NEJM Catal Innov Care Deliv. 2026 Feb;7(2):CAT250205. doi: 10.1056/CAT.25.0205. Epub 2026 Jan 21.

ABSTRACT

Emergency department (ED) crowding, constrained inpatient capacity, and long waits for outpatient cardiology delay care for patients with urgent cardiac symptoms. In 2016, the Beth Israel Deaconess Medical Center opened a non-ED-based, cardiologist-staffed Cardiac Direct Access Clinic with examination rooms, an infusion room, and six overnight observation beds to provide rapid specialty evaluation and short-stay care. Using administrative data and contribution-margin analyses, the authors assessed operational, clinical, and financial outcomes and summarized implementation strategies. Of 11,121 total patients seen in the clinic, 4239 patients – those most likely to have otherwise been sent to the ED – were admitted on the same day of referral. Of those patients, 59% were discharged home, 39% were managed in the Cardiac Direct Access Clinic’s overnight unit, and 7% ultimately were admitted to inpatient floors. Among 1467 patients discharged from the overnight unit, the 30-day return rate to the ED was 6.4%. Overall patient experience scores were higher for the clinic than for the ED – 84.7 versus 56.9. Annual labor and supply costs for the clinic totaled approximately US$1.8 million.
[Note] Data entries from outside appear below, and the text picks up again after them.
//! Operation scripts replayed against a genesis ledger.

use std::{collections::BTreeMap, path::Path};

use alloy_primitives::{Address, Bytes, Log, U256};
use alloy_sol_types::SolCall;
use eyre::WrapErr;
use serde::{Deserialize, Serialize};
use splittable_token::{
    abi::ISplittableToken, LedgerEvent, SplittableToken, TokenContract, TokenResult,
};
use tracing::{debug, warn};

/// A single ledger call.
#[derive(Debug, Clone, PartialEq, Eq, Serialize, Deserialize)]
#[serde(tag = "op", rename_all = "snake_case")]
pub(crate) enum Operation {
    Transfer {
        from: Address,
        to: Address,
        amount: U256,
    },
    Approve {
        owner: Address,
        spender: Address,
        amount: U256,
    },
    TransferFrom {
        spender: Address,
        from: Address,
        to: Address,
        amount: U256,
    },
    IncreaseSupply {
        caller: Address,
    },
    Mint {
        to: Address,
        amount: U256,
    },
    Burn {
        from: Address,
        amount: U256,
    },
    BurnFrom {
        spender: Address,
        from: Address,
        amount: U256,
    },
    TransferOwnership {
        caller: Address,
        new_owner: Address,
    },
}

impl Operation {
    const fn name(&self) -> &'static str {
        match self {
            Self::Transfer { .. } => "transfer",
            Self::Approve { .. } => "approve",
            Self::TransferFrom { .. } => "transfer_from",
            Self::IncreaseSupply { .. } => "increase_supply",
            Self::Mint { .. } => "mint",
            Self::Burn { .. } => "burn",
            Self::BurnFrom { .. } => "burn_from",
            Self::TransferOwnership { .. } => "transfer_ownership",
        }
    }

    /// Runs the call and returns the events it emitted.
    fn apply(&self, token: &mut SplittableToken) -> TokenResult<Vec<LedgerEvent>> {
        let events = match *self {
            Self::Transfer { from, to, amount } => token.transfer(from, to, amount)?.events,
            Self::Approve {
                owner,
                spender,
                amount,
            } => token.approve(owner, spender, amount)?.events,
            Self::TransferFrom {
                spender,
                from,
                to,
                amount,
            } => token.transfer_from(spender, from, to, amount)?.events,
            Self::IncreaseSupply { caller } => token.increase_supply(caller)?.events,
            Self::Mint { to, amount } => token.mint(to, amount)?.events,
            Self::Burn { from, amount } => token.burn(from, amount)?.events,
            Self::BurnFrom {
                spender,
                from,
                amount,
            } => token.burn_from(spender, from, amount)?.events,
            Self::TransferOwnership { caller, new_owner } => {
                token.transfer_ownership(caller, new_owner)?.events
            }
        };
        Ok(events)
    }

    /// Caller and calldata for the same call through [`ISplittableToken`].
    ///
    /// Mint and burn have no selector on the token interface.
    fn calldata(&self) -> Option<(Address, Vec<u8>)> {
        let call = match *self {
            Self::Transfer { from, to, amount } => {
                (from, ISplittableToken::transferCall { to, amount }.abi_encode())
            }
            Self::Approve {
                owner,
                spender,
                amount,
            } => (owner, ISplittableToken::approveCall { spender, amount }.abi_encode()),
            Self::TransferFrom {
                spender,
                from,
                to,
                amount,
            } => (
                spender,
                ISplittableToken::transferFromCall { from, to, amount }.abi_encode(),
            ),
            Self::IncreaseSupply { caller } => {
                (caller, ISplittableToken::increaseSupplyCall {}.abi_encode())
            }
            Self::TransferOwnership { caller, new_owner } => (
                caller,
                ISplittableToken::transferOwnershipCall { newOwner: new_owner }.abi_encode(),
            ),
            Self::Mint { .. } | Self::Burn { .. } | Self::BurnFrom { .. } => return None,
        };
        Some(call)
    }
}

/// Ordered list of operations.
///
/// TOML scripts use `[[operations]]` tables, JSON scripts an `operations` array.
#[derive(Debug, Clone, Default, PartialEq, Eq, Serialize, Deserialize)]
pub(crate) struct Script {
    #[serde(default)]
    pub(crate) operations: Vec<Operation>,
}

impl Script {
    pub(crate) fn from_path(path: &Path) -> eyre::Result<Self> {
        let raw = std::fs::read_to_string(path)
            .wrap_err_with(|| format!("failed to read script {}", path.display()))?;
        let is_json = path
            .extension()
            .is_some_and(|ext| ext.eq_ignore_ascii_case("json"));
        let script = if is_json {
            serde_json::from_str(&raw).wrap_err("invalid JSON script")?
        } else {
            toml::from_str(&raw).wrap_err("invalid TOML script")?
        };
        Ok(script)
    }
}

/// Result of one replayed operation.
#[derive(Debug, Clone, Serialize)]
pub(crate) struct Step {
    pub(crate) index: usize,
    pub(crate) op: &'static str,
    #[serde(skip_serializing_if = "Option::is_none")]
    pub(crate) error: Option<String>,
    pub(crate) events: Vec<LedgerEvent>,
}

/// Point-in-time view of a ledger.
#[derive(Debug, Clone, Serialize)]
#[serde(rename_all = "camelCase")]
pub(crate) struct Summary {
    pub(crate) name: String,
    pub(crate) symbol: String,
    pub(crate) decimals: u8,
    pub(crate) owner: Address,
    pub(crate) exponent: u32,
    pub(crate) total_supply: U256,
    /// Effective balances of every stored account.
    pub(crate) balances: BTreeMap<Address, U256>,
}

impl Summary {
    pub(crate) fn of(token: &SplittableToken) -> Self {
        Self {
            name: token.name().to_string(),
            symbol: token.symbol().to_string(),
            decimals: token.decimals(),
            owner: token.owner(),
            exponent: token.exponent(),
            total_supply: token.total_supply(),
            balances: token
                .holders()
                .map(|(account, _)| (*account, token.balance_of(*account)))
                .filter(|(_, balance)| !balance.is_zero())
                .collect(),
        }
    }
}

/// Replay output.
#[derive(Debug, Clone, Serialize)]
pub(crate) struct Report {
    pub(crate) steps: Vec<Step>,
    pub(crate) summary: Summary,
}

/// Applies `script` in order. A failed operation commits nothing; with
/// `fail_fast` it also stops the replay.
pub(crate) fn replay(token: &mut SplittableToken, script: &Script, fail_fast: bool) -> Report {
    let mut steps = Vec::with_capacity(script.operations.len());

    for (index, operation) in script.operations.iter().enumerate() {
        match operation.apply(token) {
            Ok(events) => {
                debug!(target: "splittable", index, op = operation.name(), events = events.len(), "applied");
                steps.push(Step {
                    index,
                    op: operation.name(),
                    error: None,
                    events,
                });
            }
            Err(err) => {
                warn!(target: "splittable", index, op = operation.name(), %err, "operation reverted");
                steps.push(Step {
                    index,
                    op: operation.name(),
                    error: Some(err.to_string()),
                    events: Vec::new(),
                });
                if fail_fast {
                    break;
                }
            }
        }
    }

    Report {
        steps,
        summary: Summary::of(token),
    }
}

/// Result of one operation sent through the contract interface.
#[derive(Debug, Clone, Serialize)]
pub(crate) struct AbiStep {
    pub(crate) index: usize,
    pub(crate) op: &'static str,
    #[serde(skip_serializing_if = "Option::is_none")]
    pub(crate) error: Option<String>,
    pub(crate) output: Bytes,
    pub(crate) logs: Vec<Log>,
}

/// Contract-interface replay output.
#[derive(Debug, Clone, Serialize)]
pub(crate) struct AbiReport {
    pub(crate) contract: Address,
    pub(crate) steps: Vec<AbiStep>,
    pub(crate) summary: Summary,
}

/// Like [`replay`], but every operation is ABI-encoded and executed through
/// `contract`, so steps carry return data and EVM logs.
pub(crate) fn replay_abi(contract: &TokenContract, script: &Script, fail_fast: bool) -> AbiReport {
    let mut steps = Vec::with_capacity(script.operations.len());

    for (index, operation) in script.operations.iter().enumerate() {
        let result = match operation.calldata() {
            Some((caller, data)) => contract.call(caller, &data).map_err(|err| err.to_string()),
            None => Err(format!("{} is not part of the token interface", operation.name())),
        };
        match result {
            Ok(out) => {
                debug!(target: "splittable", index, op = operation.name(), logs = out.logs.len(), "call succeeded");
                steps.push(AbiStep {
                    index,
                    op: operation.name(),
                    error: None,
                    output: out.output,
                    logs: out.logs,
                });
            }
            Err(err) => {
                warn!(target: "splittable", index, op = operation.name(), %err, "call reverted");
                steps.push(AbiStep {
                    index,
                    op: operation.name(),
                    error: Some(err),
                    output: Bytes::new(),
                    logs: Vec::new(),
                });
                if fail_fast {
                    break;
                }
            }
        }
    }

    AbiReport {
        contract: contract.address(),
        steps,
        summary: contract.token().read(Summary::of),
    }
}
The contribution margin derived from the clinic’s operations (US$245,000), admissions originating from the clinic (US$303,000), and inpatient capacity created (US$1.34 million) produced an estimated US$2.4 million annual contribution margin, underscoring financial sustainability. Key enablers included centralized prior-authorization teams, state approval to operate as an alternative care space for inpatient-level services, and codified diversion pathways for the ED and urgent care.